Vat on takeaways, in Scotland, I've the receipts to prove it, chippy I was in, breaks down vat items on take away food, but if you sit in just comes with a total vat amount, as all the condiments are there to use freely, so he explained to me.
 
Vat on takeaways, in Scotland, I've the receipts to prove it, chippy I was in, breaks down vat items on take away food, but if you sit in just comes with a total vat amount, as all the condiments are there to use freely, so he explained to me.
Yes, there’s VAT on all takeaways now, it was when I was young that there was no VAT on takeaways, but there was if eating in.
 
In dealing with an enquiry about costs of purchase for the smallholding I am selling in Portugal, I decided that the treatment of businesses in VAT matters has to be the most stupid of stupid taxes. For those too young to remember, setting up VAT in the UK was a compulsory part of us joining the then EC. Do not expect it to be removed after Brexit. Income tax was originally supposed to be only a temporary measure.

In the past two weeks I have done business with others in the UK, Ireland, Spain and Portugal. In the case of the first three countries the EU rules are that business to business transactions, called intra community trade, are zero rated. A legitimate business expense would normally allow VAT to be reclaimed, but since there are no means of reclaiming VAT from a “foreign” country, it is zero rated.

Now we come to dealings within a business’ home country. The seller charges VAT to the purchaser. The seller pays it to the government. The purchaser reclaims it from the government. The government pays the seller. The seller then has his money back.

Have you ever heard of such an absolute total waste of so many peoples’ time? Think of the efficiency savings which would be made by every single VAT registered business throughout the UK if the present intra community rules applied to UK businesses after Brexit.

It would seem the time is right for all UK businesses to lobby for this to be applied. Who will start the ball rolling? CBI, NFUs, Trade Unions, a big company - or some peasant trying to reduce his paperwork?

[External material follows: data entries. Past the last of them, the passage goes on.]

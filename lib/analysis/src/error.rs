//! Error types for the analysis crate.
//!
//! Analysis degrades to empty results on odd input rather than failing. The
//! one exception is a cyclic graph, which path-length analysis cannot handle.

use flowscope_core::NodeId;
use flowscope_workflow::GraphError;
use std::fmt;

/// Errors from analysing a workflow graph.
#[derive(Debug, Clone, PartialEq, Eq)]
pub enum AnalysisError {
    /// The graph has a cycle, so chain lengths are unbounded.
    CycleDetected { node_id: NodeId },
    /// Any other graph-layer failure.
    Graph(GraphError),
}

impl fmt::Display for AnalysisError {
    fn fmt(&self, f: &mut fmt::Formatter<'_>) -> fmt::Result {
        match self {
            Self::CycleDetected { node_id } => write!(
                f,
                "cycle detected through node {node_id}; chain analysis needs an acyclic graph"
            ),
            Self::Graph(error) => write!(f, "graph error: {error}"),
        }
    }
}

impl std::error::Error for AnalysisError {}

impl From<GraphError> for AnalysisError {
    fn from(error: GraphError) -> Self {
        match error {
            GraphError::CycleDetected { node_id } => Self::CycleDetected { node_id },
            other => Self::Graph(other),
        }
    }
}
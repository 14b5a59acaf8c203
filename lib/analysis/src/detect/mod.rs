//! Issue detection.
//!
//! Detection is a pipeline of independent [`Scanner`]s. Each one reads the
//! graph and returns its own issues; none depends on another's output. The
//! [`IssueDetector`] runs them in a fixed order so results are reproducible:
//!
//! 1. fan-in / hub
//! 2. external calls / rate limit
//! 3. orphans
//! 4. similar nodes
//! 5. long chains
//! 6. memory-intensive steps

mod external_call;
mod fan_in;
mod long_chain;
mod memory;
mod orphan;
mod similarity;

pub use external_call::ExternalCallScanner;
pub use fan_in::FanInScanner;
pub use long_chain::LongChainScanner;
pub use memory::MemoryScanner;
pub use orphan::OrphanScanner;
pub use similarity::{SimilarityScanner, labels_similar, levenshtein};

use crate::config::HeuristicsConfig;
use crate::error::AnalysisError;
use crate::issue::Issue;
use flowscope_workflow::WorkflowGraph;
use tracing::{debug, instrument};

/// One independent check over a workflow graph.
pub trait Scanner: Send + Sync {
    /// Short name used in logs.
    fn name(&self) -> &'static str;

    /// Scans the graph and returns any issues found, or an empty list.
    ///
    /// # Errors
    ///
    /// Only fails when the graph cannot be analysed at all (a cycle for
    /// path-length scanners).
    fn scan(
        &self,
        graph: &WorkflowGraph,
        config: &HeuristicsConfig,
    ) -> Result<Vec<Issue>, AnalysisError>;
}

/// Runs every scanner over a graph.
pub struct IssueDetector {
    config: HeuristicsConfig,
    scanners: Vec<Box<dyn Scanner>>,
}

impl IssueDetector {
    /// Creates a detector with the standard scanners.
    #[must_use]
    pub fn new(config: HeuristicsConfig) -> Self {
        Self {
            config,
            scanners: vec![
                Box::new(FanInScanner),
                Box::new(ExternalCallScanner),
                Box::new(OrphanScanner),
                Box::new(SimilarityScanner),
                Box::new(LongChainScanner),
                Box::new(MemoryScanner),
            ],
        }
    }

    /// Creates a detector that runs only the given scanners, in order.
    #[must_use]
    pub fn with_scanners(config: HeuristicsConfig, scanners: Vec<Box<dyn Scanner>>) -> Self {
        Self { config, scanners }
    }

    /// Returns the heuristics in use.
    #[must_use]
    pub fn config(&self) -> &HeuristicsConfig {
        &self.config
    }

    /// Runs all scanners and concatenates their issues.
    ///
    /// # Errors
    ///
    /// Fails fast with [`AnalysisError::CycleDetected`] on a cyclic graph.
    #[instrument(skip_all, fields(nodes = graph.node_count(), edges = graph.edge_count()))]
    pub fn detect(
        &self,
        graph: &WorkflowGraph,
    ) -> flowscope_core::Result<Vec<Issue>, AnalysisError> {
        let mut issues = Vec::new();
        for scanner in &self.scanners {
            let found = scanner.scan(graph, &self.config)?;
            debug!(scanner = scanner.name(), count = found.len(), "scan complete");
            issues.extend(found);
        }
        Ok(issues)
    }
}

impl Default for IssueDetector {
    fn default() -> Self {
        Self::new(HeuristicsConfig::default())
    }
}

impl std::fmt::Debug for IssueDetector {
    fn fmt(&self, f: &mut std::fmt::Formatter<'_>) -> std::fmt::Result {
        let names: Vec<_> = self.scanners.iter().map(|s| s.name()).collect();
        f.debug_struct("IssueDetector")
            .field("config", &self.config)
            .field("scanners", &names)
            .finish()
    }
}

/// Runs the standard scanners over a graph.
///
/// # Errors
///
/// Fails with [`AnalysisError::CycleDetected`] on a cyclic graph.
pub fn detect(
    graph: &WorkflowGraph,
    config: &HeuristicsConfig,
) -> flowscope_core::Result<Vec<Issue>, AnalysisError> {
    IssueDetector::new(config.clone()).detect(graph)
}
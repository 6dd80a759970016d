use std::path::Path;

use owo_colors::OwoColorize;
use owo_colors::Stream::Stdout;

use shelf_catalog::{FilterCriterion, NewResource, Resource, filter, group_by_genre, paginate};

use crate::error::CliError;
use crate::render;
use crate::session::Session;

pub(crate) fn run_add(session: &Session, new: NewResource) -> Result<(), CliError> {
    let resource = shelf_store::add_resource(&session.store, new)?;
    log::info!(
        "Added {} with ID {}",
        resource.title.if_supports_color(Stdout, |t| t.bold()),
        resource.id.if_supports_color(Stdout, |t| t.cyan()),
    );
    Ok(())
}

/// Print one page of the catalog (`page` is 1-based; out-of-range pages clamp).
pub(crate) fn run_list(session: &Session, page: usize) -> Result<(), CliError> {
    let catalog = session.store.load_resources()?;
    if catalog.is_empty() {
        log::warn!("No resources found.");
        return Ok(());
    }

    let page = paginate(&catalog.resources, session.page_size, page.saturating_sub(1));
    render::print_resource_page(&page, &session.resource_fields, &session.palette);
    Ok(())
}

/// Print the catalog grouped by genre, one table per group.
pub(crate) fn run_list_grouped(session: &Session) -> Result<(), CliError> {
    let catalog = session.store.load_resources()?;
    if catalog.is_empty() {
        log::warn!("No resources found.");
        return Ok(());
    }

    for (genre, members) in group_by_genre(&catalog.resources) {
        let label = if genre.is_empty() { "(no genre)" } else { genre.as_str() };
        let heading = format!("{} ({})", label, members.len());
        match session.palette.genre(&genre) {
            Some(color) => log::info!(
                "{}",
                heading.if_supports_color(Stdout, |t| t.color(color).bold().to_string())
            ),
            None => log::info!("{}", heading.if_supports_color(Stdout, |t| t.bold())),
        }
        render::print_resource_table(&members, &session.resource_fields, &session.palette);
        log::info!("");
    }
    Ok(())
}

pub(crate) fn run_delete(session: &Session, id: &str) -> Result<(), CliError> {
    let removed = shelf_store::delete_resource(&session.store, id)?;
    log::info!(
        "Deleted {} ({})",
        removed.id.if_supports_color(Stdout, |t| t.cyan()),
        removed.title,
    );
    Ok(())
}

pub(crate) fn run_filter(
    session: &Session,
    criterion: FilterCriterion,
    value: &str,
) -> Result<(), CliError> {
    let catalog = session.store.load_resources()?;
    let matches = filter(&catalog.resources, criterion, value);
    if matches.is_empty() {
        log::warn!("No resources with {} '{}'.", criterion, value.trim());
        return Ok(());
    }

    render::print_resource_table(&matches, &session.resource_fields, &session.palette);
    log::info!(
        "{}",
        format!("{} of {} resources", matches.len(), catalog.len())
            .if_supports_color(Stdout, |t| t.dimmed())
    );
    Ok(())
}

pub(crate) fn run_mark(session: &Session, id: &str, status: &str) -> Result<(), CliError> {
    let updated = shelf_store::update_status(&session.store, id, status)?;
    let status = match session.palette.status(&updated.status) {
        Some(color) => updated
            .status
            .if_supports_color(Stdout, |t| t.color(color))
            .to_string(),
        None => updated.status.clone(),
    };
    log::info!(
        "Marked {} as {}",
        updated.id.if_supports_color(Stdout, |t| t.cyan()),
        status
    );
    Ok(())
}

pub(crate) fn run_random(session: &Session) -> Result<(), CliError> {
    match shelf_store::random_resource(&session.store)? {
        Some(resource) => print_pick(&resource),
        None => log::warn!("No resources found."),
    }
    Ok(())
}

fn print_pick(resource: &Resource) {
    log::info!(
        "Random Resource: {} (ID: {})",
        resource.title.if_supports_color(Stdout, |t| t.green()),
        resource.id.if_supports_color(Stdout, |t| t.cyan()),
    );
    if !resource.link.is_empty() {
        log::info!(
            "  {}",
            resource.link.if_supports_color(Stdout, |t| t.dimmed())
        );
    }
}

/// Rebuild ids. Returns how many ids changed.
pub(crate) fn run_renumber(
    session: &Session,
    dry_run: bool,
    output: Option<&Path>,
) -> Result<usize, CliError> {
    let changes = shelf_store::renumber(&session.store, dry_run, output)?;

    if changes.is_empty() {
        log::info!("All ids are already canonical.");
        if let (false, Some(path)) = (dry_run, output) {
            log::info!("Wrote {}", path.display());
        }
        return Ok(0);
    }

    for change in &changes {
        log::info!(
            "  {} {} {}  {}",
            if change.old_id.is_empty() { "(none)" } else { change.old_id.as_str() },
            "\u{2192}".if_supports_color(Stdout, |t| t.dimmed()),
            change.new_id.if_supports_color(Stdout, |t| t.cyan()),
            render::truncate_str(&change.title, 48).if_supports_color(Stdout, |t| t.dimmed()),
        );
    }

    let summary = format!("{} id(s) changed", changes.len());
    if dry_run {
        log::info!(
            "{} {}",
            summary.if_supports_color(Stdout, |t| t.bold()),
            "(dry run, nothing written)".if_supports_color(Stdout, |t| t.yellow()),
        );
    } else {
        let target = output.unwrap_or(session.store.resources_path());
        log::info!(
            "{}; wrote {}",
            summary.if_supports_color(Stdout, |t| t.bold()),
            target.display()
        );
    }
    Ok(changes.len())
}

At least think about how much time you would save.
After a vat reclaim the seller gets nothing from the government
Yes it is crazy that intra EU trade is vat free it is more Cashflow friendly to buy in the EU because stock in your hand costs 1/5 less than uk supplied stock but how else could you work vat or non vat free how would you prove that a sale was to a vat Reg business not a joe public with a computer and printer and Homebase’s or your mates vat number which would take me to the most interesting point who would the hmrc chase for o underpayment of vat don’t like the system but it works when they don’t mess with the vat rate
 

TheTallGuy

Member
Location
Cambridgeshire
its way too easy to just give your VAT number to the business your dealing with and not charging/reclaiming it
but the GOV will miss out on any interest on monies passing through its hands and too many useless spunk trumpets will be out of jobs
Not sure that there is much interest being accrued as most business transactions are relatively balanced - don't forget that most VAT will be reclaimed by the purchaser in the same period in which the vendor does his return & "pays" his bill. The monthly system may skew that slightly, but only as a once off and then the system catches up.

Since the system is largely automated there wouldn't be many (if any) job losses - if anything more compliance checks would be needed to combat fraud. Under the current system only registered/validated businesses can reclaim & the returns system provides clear and simple legal responsibilites, with the business owner responsible for their claim. If you move to a non-charging system, how can the retailer/merchant validate that you have the right/authority to use a given VAT number?